Addio a Marisa Volpi, protagonista della cultura "femminile" sempre stupita delle cose del mondo
Si è spenta l'altra notte a Roma la luce di una donna non comune: Marisa Volpi, valente scrittrice, storica dell'arte e testimone di un protagonismo femminile non dirazzato nell' ideologismo fine a sé stesso. Aveva quasi ottantasette anni, portati talmente bene che mi sembrò quasi una ragazzina tutta sorridente quando due anni fa ricordammo il ventennale della scomparsa di mio padre assieme a lei e ad altri. Era una donna speciale. Una borghese liberale di famiglia agiata marchigiana, era cresciuta a Roma nella casa di Via Tolmino, tra corso Trieste e la Via Nomentana, che poi divenne il titolo di un suo prezioso racconto autobiografico. Appassionata d'arte, Marisa aveva militato tra gli universitari del PCI fino al 1956, ma se ne era allontanata per quello spirito di libertà intellettuale che ne distingueva il profilo di donna sensibile e indipendente. Marisa si era formata al magistero fiorentino di Roberto Longhi, e da lui aveva ereditato l'arte di scrivere sull'arte, quella trasposizione letteraria del linguaggio artistico, che tanto si confaceva al suo temperamento di scrittrice, quale si rivelò in seguito col suo romanzo Il Maestro della Betulla (Vallecchi, Premio Viareggio 1986).
Non credevo che per lei il tempo dovesse passare. Era sempre felicemente stupita delle cose del mondo, nostalgica e saggiamente fantasiosa, come attraversata dal desiderio di plasmare esteticamente ogni aspetto dell'esistenza dimenticando così i dolori e il brutto del mondo. La ho conosciuta bene negli anni Ottanta e diventammo subito amici. Insegnava all'Università di Roma la storia dell'arte. Ma soprattutto viveva a contatto con gli artisti, di cui era estimatrice (Consagra, Scialoja, Dorazio, Sadun, Twombly, e tanti altri con loro) alternando la critica d'arte al commento storico, dall'impressionismo al simbolismo, dall'espressionismo all' astrattismo.
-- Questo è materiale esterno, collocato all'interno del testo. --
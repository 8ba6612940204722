//! Brute-force cosine similarity index kept in process.

use crate::error::UpstreamError;
use crate::model::MemoryId;
use crate::provider::SimilarityIndex;
use async_trait::async_trait;
use log::debug;
use parking_lot::RwLock;
use std::collections::BTreeMap;

/// Exact nearest-neighbour index over all inserted vectors.
///
/// Cosine similarity is mapped from `[-1, 1]` onto `[0, 1]`.
#[derive(Debug, Default)]
pub struct InMemorySimilarityIndex {
    vectors: RwLock<BTreeMap<MemoryId, Vec<f32>>>,
}

impl InMemorySimilarityIndex {
    /// Create an empty index.
    pub fn new() -> Self {
        Self::default()
    }

    /// Number of indexed vectors.
    pub fn len(&self) -> usize {
        self.vectors.read().len()
    }

    /// Whether the index holds no vectors.
    pub fn is_empty(&self) -> bool {
        self.vectors.read().is_empty()
    }
}

#[async_trait]
impl SimilarityIndex for InMemorySimilarityIndex {
    async fn insert(&self, id: MemoryId, vector: Vec<f32>) -> Result<(), UpstreamError> {
        self.vectors.write().insert(id, vector);
        Ok(())
    }

    async fn query(
        &self,
        vector: &[f32],
        limit: usize,
    ) -> Result<Vec<(MemoryId, f32)>, UpstreamError> {
        let mut scored: Vec<(MemoryId, f32)> = self
            .vectors
            .read()
            .iter()
            .map(|(id, candidate)| (*id, normalized_cosine(vector, candidate)))
            .collect();
        scored.sort_by(|a, b| b.1.total_cmp(&a.1).then(a.0.cmp(&b.0)));
        scored.truncate(limit);
        debug!(
            "index query (limit={}, returned={})",
            limit,
            scored.len()
        );
        Ok(scored)
    }
}

/// Cosine similarity rescaled to `[0, 1]`; zero vectors score `0.5`.
pub fn normalized_cosine(a: &[f32], b: &[f32]) -> f32 {
    let mut dot = 0.0f64;
    let mut norm_a = 0.0f64;
    let mut norm_b = 0.0f64;
    for (x, y) in a.iter().zip(b.iter()) {
        let (x, y) = (f64::from(*x), f64::from(*y));
        dot += x * y;
        norm_a += x * x;
        norm_b += y * y;
    }
    if norm_a == 0.0 || norm_b == 0.0 {
        return 0.5;
    }
    let cosine = (dot / (norm_a.sqrt() * norm_b.sqrt())).clamp(-1.0, 1.0);
    ((cosine + 1.0) / 2.0) as f32
}

#[cfg(test)]
mod tests {
    use super::{InMemorySimilarityIndex, normalized_cosine};
    use crate::model::MemoryId;
    use crate::provider::SimilarityIndex;
    use pretty_assertions::assert_eq;

    #[test]
    fn normalized_cosine_maps_range() {
        assert_eq!(normalized_cosine(&[1.0, 0.0], &[2.0, 0.0]), 1.0);
        assert_eq!(normalized_cosine(&[1.0, 0.0], &[-1.0, 0.0]), 0.0);
        assert_eq!(normalized_cosine(&[1.0, 0.0], &[0.0, 1.0]), 0.5);
        assert_eq!(normalized_cosine(&[0.0, 0.0], &[0.0, 1.0]), 0.5);
    }

    #[tokio::test]
    async fn query_orders_by_similarity_and_limits() {
        let index = InMemorySimilarityIndex::new();
        index.insert(MemoryId(1), vec![0.0, 1.0]).await.expect("insert");
        index.insert(MemoryId(2), vec![1.0, 0.0]).await.expect("insert");
        index.insert(MemoryId(3), vec![1.0, 1.0]).await.expect("insert");

        let hits = index.query(&[1.0, 0.0], 2).await.expect("query");
        let ids: Vec<MemoryId> = hits.iter().map(|(id, _)| *id).collect();
        assert_eq!(ids, vec![MemoryId(2), MemoryId(3)]);
        assert_eq!(index.len(), 3);
    }
}
//! Memory stream interface and the time-weighted implementation.

use crate::error::MemoryError;
use crate::model::{MemoryId, MemoryRecord};
use crate::scoring::{ScoreWeights, ScoredMemory, ScoringPolicy};
use crate::store::MemoryRecordStore;
use async_trait::async_trait;
use chrono::{DateTime, Utc};
use std::sync::Arc;

#[async_trait]
/// Backend-agnostic memory stream used by agents.
pub trait MemoryStream: Send + Sync {
    /// Store a new memory.
    async fn add(
        &self,
        text: String,
        embedding: Vec<f32>,
        importance: f64,
        now: DateTime<Utc>,
    ) -> Result<MemoryId, MemoryError>;

    /// Fetch a memory by id.
    async fn get(&self, id: MemoryId) -> Result<MemoryRecord, MemoryError>;

    /// Mark a memory as accessed.
    async fn touch(&self, id: MemoryId, now: DateTime<Utc>) -> Result<(), MemoryError>;

    /// Select the `k` best memories for a query embedding.
    async fn select(
        &self,
        query_embedding: &[f32],
        now: DateTime<Utc>,
        k: usize,
        weights: &ScoreWeights,
    ) -> Result<Vec<MemoryRecord>, MemoryError>;

    /// The `n` most recently created memories, newest first.
    async fn recent(&self, n: usize) -> Result<Vec<MemoryRecord>, MemoryError>;
}

/// Memory stream ranking a record store with a [`ScoringPolicy`].
#[derive(Clone)]
pub struct TimeWeightedMemory {
    store: Arc<MemoryRecordStore>,
    policy: ScoringPolicy,
}

impl TimeWeightedMemory {
    /// Combine a store and a scoring policy.
    pub fn new(store: Arc<MemoryRecordStore>, policy: ScoringPolicy) -> Self {
        Self { store, policy }
    }

    /// Shared handle to the underlying store.
    pub fn store(&self) -> &Arc<MemoryRecordStore> {
        &self.store
    }

    /// Scoring policy in use.
    pub fn policy(&self) -> &ScoringPolicy {
        &self.policy
    }

    /// Select with per-signal scores attached.
    pub async fn select_scored(
        &self,
        query_embedding: &[f32],
        now: DateTime<Utc>,
        k: usize,
        weights: &ScoreWeights,
    ) -> Result<Vec<ScoredMemory>, MemoryError> {
        self.policy
            .select_scored(&self.store, query_embedding, now, k, weights)
            .await
    }
}

#[async_trait]
impl MemoryStream for TimeWeightedMemory {
    async fn add(
        &self,
        text: String,
        embedding: Vec<f32>,
        importance: f64,
        now: DateTime<Utc>,
    ) -> Result<MemoryId, MemoryError> {
        self.store.add(text, embedding, importance, now).await
    }

    async fn get(&self, id: MemoryId) -> Result<MemoryRecord, MemoryError> {
        self.store.get(id)
    }

    async fn touch(&self, id: MemoryId, now: DateTime<Utc>) -> Result<(), MemoryError> {
        self.store.touch(id, now)
    }

    async fn select(
        &self,
        query_embedding: &[f32],
        now: DateTime<Utc>,
        k: usize,
        weights: &ScoreWeights,
    ) -> Result<Vec<MemoryRecord>, MemoryError> {
        self.policy
            .select(&self.store, query_embedding, now, k, weights)
            .await
    }

    async fn recent(&self, n: usize) -> Result<Vec<MemoryRecord>, MemoryError> {
        Ok(self.store.recent(n))
    }
}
"L'arte di scrivere sull'arte" la portò sempre più lontano dalla critica d'arte dopo che le venne a noia il ripetersi del neoavanguardismo (con le ricadute "transavanguardiste"). Preferì la narrativa dando alle stampe una decina di volumi con racconti che hanno per soggetto episodi della vita di artisti come Berthe Morisot, Arnold Böcklin, Edgar Degas. Fu molto legata a Plinio De Martiis collaborando con lui ai quaderni de La Tartaruga e negli anni Ottanta sostenne i pittori che Plinio amava di più come contraltare della postavanguardia dilagante (Franco Piruca, Aurelio Bulzatti, Maurizio Ligas). Dopo di che, la scrittura: tersa, dolcemente divagante, indagatrice del vissuto, memorialismo privato elevato ad emblema, piccoli cammei che restano prezioso documento di una testimone discreta e di una osservatrice profonda, meditativa, emotivamente partecipe.
Ricordo tra gli altri il breve e intenso libro "Uomini", un riassunto di incontri, amicizie, sentimenti, esperienze di amore e vita morale. Ma varrebbe ancora parlare di "Non amore", un altra prova letteraria di finissima qualità che la distinse, ed altre ancora realizzate negli anni Novanta, con la rievocazione del mondo preraffaellita inglese, di Bocklin, e di altri importanti amori che Marisa ebbe per episodi dell'arte europea, per i suoi maestri e protagonisti. Appassionata com'era, e per nulla superficiale, Marisa amava entrare nei personaggi di cui ripercorreva l'esperienza vitale ed estetica. Si immedesimava in loro per ricavarne una lezione sempreverde, al di là del tempo e delle circostanze storiche, tracciando assieme al saggio critico una parafrasi letteraria ricca di pathos e fantasia. Nel far vivere, rivivendole, le cose belle del passato consisteva la sua migliore qualità di scrittrice e di sapiente esperta d'arte. Non a caso per i suoi ottanta anni (2008) venne festeggiata all'università di Roma con un volume intitolato 'L'occhio senza tempo.Saggi di critica e storia dell'arte contemporanea. (Lithos, Roma 2008). Per l'occasione parlai anche io facendole festa e mille ringraziamenti per la sua vitalissima lezione di una ricerca disinteressata del bello 'senza tempo' che la distingueva come intellettuale di primo ordine. Senza tempo, era Marisa, e tale voleva che fosse la sua opera. E adesso, che anche per lei il tempo si è fermato, la sua opera continua a far rivivere le emozioni che ha saputo trasmettere al di là di sé stessa. Il mio più caro abbraccio, Marisa.